WORK REQUIRED
Pick out the lines below that include the string "present".

PROVIDED DATA
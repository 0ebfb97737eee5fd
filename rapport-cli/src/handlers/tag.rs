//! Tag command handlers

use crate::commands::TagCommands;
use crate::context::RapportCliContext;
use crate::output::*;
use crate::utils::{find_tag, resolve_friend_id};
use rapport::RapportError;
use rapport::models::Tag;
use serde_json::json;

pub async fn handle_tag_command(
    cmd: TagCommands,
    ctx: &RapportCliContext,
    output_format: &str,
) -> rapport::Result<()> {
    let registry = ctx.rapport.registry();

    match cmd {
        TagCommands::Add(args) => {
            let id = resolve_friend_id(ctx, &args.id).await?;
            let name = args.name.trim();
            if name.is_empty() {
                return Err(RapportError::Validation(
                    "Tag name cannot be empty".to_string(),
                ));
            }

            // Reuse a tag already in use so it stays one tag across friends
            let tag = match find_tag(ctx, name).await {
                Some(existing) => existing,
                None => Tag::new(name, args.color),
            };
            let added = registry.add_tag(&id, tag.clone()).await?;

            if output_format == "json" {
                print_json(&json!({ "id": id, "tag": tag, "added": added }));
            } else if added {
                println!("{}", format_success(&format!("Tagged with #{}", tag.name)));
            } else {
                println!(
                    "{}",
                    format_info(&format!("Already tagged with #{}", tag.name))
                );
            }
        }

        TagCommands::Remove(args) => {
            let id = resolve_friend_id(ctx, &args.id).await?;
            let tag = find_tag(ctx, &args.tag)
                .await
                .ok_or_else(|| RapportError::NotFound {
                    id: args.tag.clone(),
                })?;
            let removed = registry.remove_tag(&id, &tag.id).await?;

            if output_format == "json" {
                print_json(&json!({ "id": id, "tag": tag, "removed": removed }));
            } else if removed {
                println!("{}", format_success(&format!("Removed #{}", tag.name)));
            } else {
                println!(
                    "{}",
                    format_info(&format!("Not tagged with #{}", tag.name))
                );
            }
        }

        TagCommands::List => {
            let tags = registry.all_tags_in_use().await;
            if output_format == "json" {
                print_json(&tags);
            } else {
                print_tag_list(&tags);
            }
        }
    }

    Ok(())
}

--

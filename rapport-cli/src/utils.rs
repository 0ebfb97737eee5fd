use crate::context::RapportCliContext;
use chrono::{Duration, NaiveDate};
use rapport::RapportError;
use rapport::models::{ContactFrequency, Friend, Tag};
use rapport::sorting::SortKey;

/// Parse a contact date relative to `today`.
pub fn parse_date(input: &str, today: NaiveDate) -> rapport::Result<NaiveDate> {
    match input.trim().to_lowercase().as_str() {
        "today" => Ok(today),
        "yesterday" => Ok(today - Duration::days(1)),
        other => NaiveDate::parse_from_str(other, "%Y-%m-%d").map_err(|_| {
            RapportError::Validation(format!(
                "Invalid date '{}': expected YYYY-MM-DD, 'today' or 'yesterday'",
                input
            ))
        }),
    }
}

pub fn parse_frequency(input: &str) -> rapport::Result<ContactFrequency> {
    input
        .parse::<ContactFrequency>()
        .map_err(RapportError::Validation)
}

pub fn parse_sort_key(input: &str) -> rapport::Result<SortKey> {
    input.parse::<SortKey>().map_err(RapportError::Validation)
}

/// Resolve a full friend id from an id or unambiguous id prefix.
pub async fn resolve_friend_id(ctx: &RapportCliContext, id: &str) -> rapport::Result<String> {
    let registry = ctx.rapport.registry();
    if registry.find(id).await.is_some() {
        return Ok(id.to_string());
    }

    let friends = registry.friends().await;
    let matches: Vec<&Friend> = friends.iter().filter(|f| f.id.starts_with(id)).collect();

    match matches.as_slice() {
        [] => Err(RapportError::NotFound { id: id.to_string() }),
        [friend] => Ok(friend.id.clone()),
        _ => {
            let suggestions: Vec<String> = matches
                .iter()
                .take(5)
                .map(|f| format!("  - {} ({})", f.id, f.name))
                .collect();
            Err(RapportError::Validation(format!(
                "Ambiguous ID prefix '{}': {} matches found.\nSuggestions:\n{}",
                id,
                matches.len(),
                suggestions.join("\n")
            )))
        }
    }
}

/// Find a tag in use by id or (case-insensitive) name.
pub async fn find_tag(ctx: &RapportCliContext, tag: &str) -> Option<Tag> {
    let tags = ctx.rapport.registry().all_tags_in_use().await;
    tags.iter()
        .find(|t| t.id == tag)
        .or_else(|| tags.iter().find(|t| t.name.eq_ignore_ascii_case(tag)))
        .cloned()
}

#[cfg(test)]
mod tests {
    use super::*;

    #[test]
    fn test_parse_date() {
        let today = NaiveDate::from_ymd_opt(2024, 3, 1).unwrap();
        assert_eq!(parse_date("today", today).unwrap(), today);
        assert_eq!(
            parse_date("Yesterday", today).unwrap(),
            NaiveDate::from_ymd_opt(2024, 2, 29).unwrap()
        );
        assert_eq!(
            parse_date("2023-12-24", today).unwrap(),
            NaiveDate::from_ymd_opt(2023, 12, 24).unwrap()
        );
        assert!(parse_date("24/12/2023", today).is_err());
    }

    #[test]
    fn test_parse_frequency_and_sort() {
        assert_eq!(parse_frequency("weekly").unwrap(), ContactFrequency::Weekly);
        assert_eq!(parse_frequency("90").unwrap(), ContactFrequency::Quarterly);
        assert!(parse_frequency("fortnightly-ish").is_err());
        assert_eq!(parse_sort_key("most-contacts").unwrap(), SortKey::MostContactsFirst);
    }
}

...

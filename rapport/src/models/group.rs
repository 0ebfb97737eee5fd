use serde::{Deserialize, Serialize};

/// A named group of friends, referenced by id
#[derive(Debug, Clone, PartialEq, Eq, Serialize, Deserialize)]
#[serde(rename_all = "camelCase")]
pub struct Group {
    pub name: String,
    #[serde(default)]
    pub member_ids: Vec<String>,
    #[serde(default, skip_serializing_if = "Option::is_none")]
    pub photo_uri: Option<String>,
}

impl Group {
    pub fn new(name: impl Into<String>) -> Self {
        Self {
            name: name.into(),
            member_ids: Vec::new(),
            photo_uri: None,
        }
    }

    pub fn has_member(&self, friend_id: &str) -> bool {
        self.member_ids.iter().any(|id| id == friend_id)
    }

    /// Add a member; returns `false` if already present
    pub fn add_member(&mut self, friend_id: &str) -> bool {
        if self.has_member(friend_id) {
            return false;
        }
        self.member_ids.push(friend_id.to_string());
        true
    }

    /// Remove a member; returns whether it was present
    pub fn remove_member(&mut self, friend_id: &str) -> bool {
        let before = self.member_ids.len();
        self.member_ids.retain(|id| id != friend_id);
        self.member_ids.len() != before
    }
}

OUTPUT FOR THIS TASK
    /// Add a member; returns `false` if already present
    /// Remove a member; returns whether it was present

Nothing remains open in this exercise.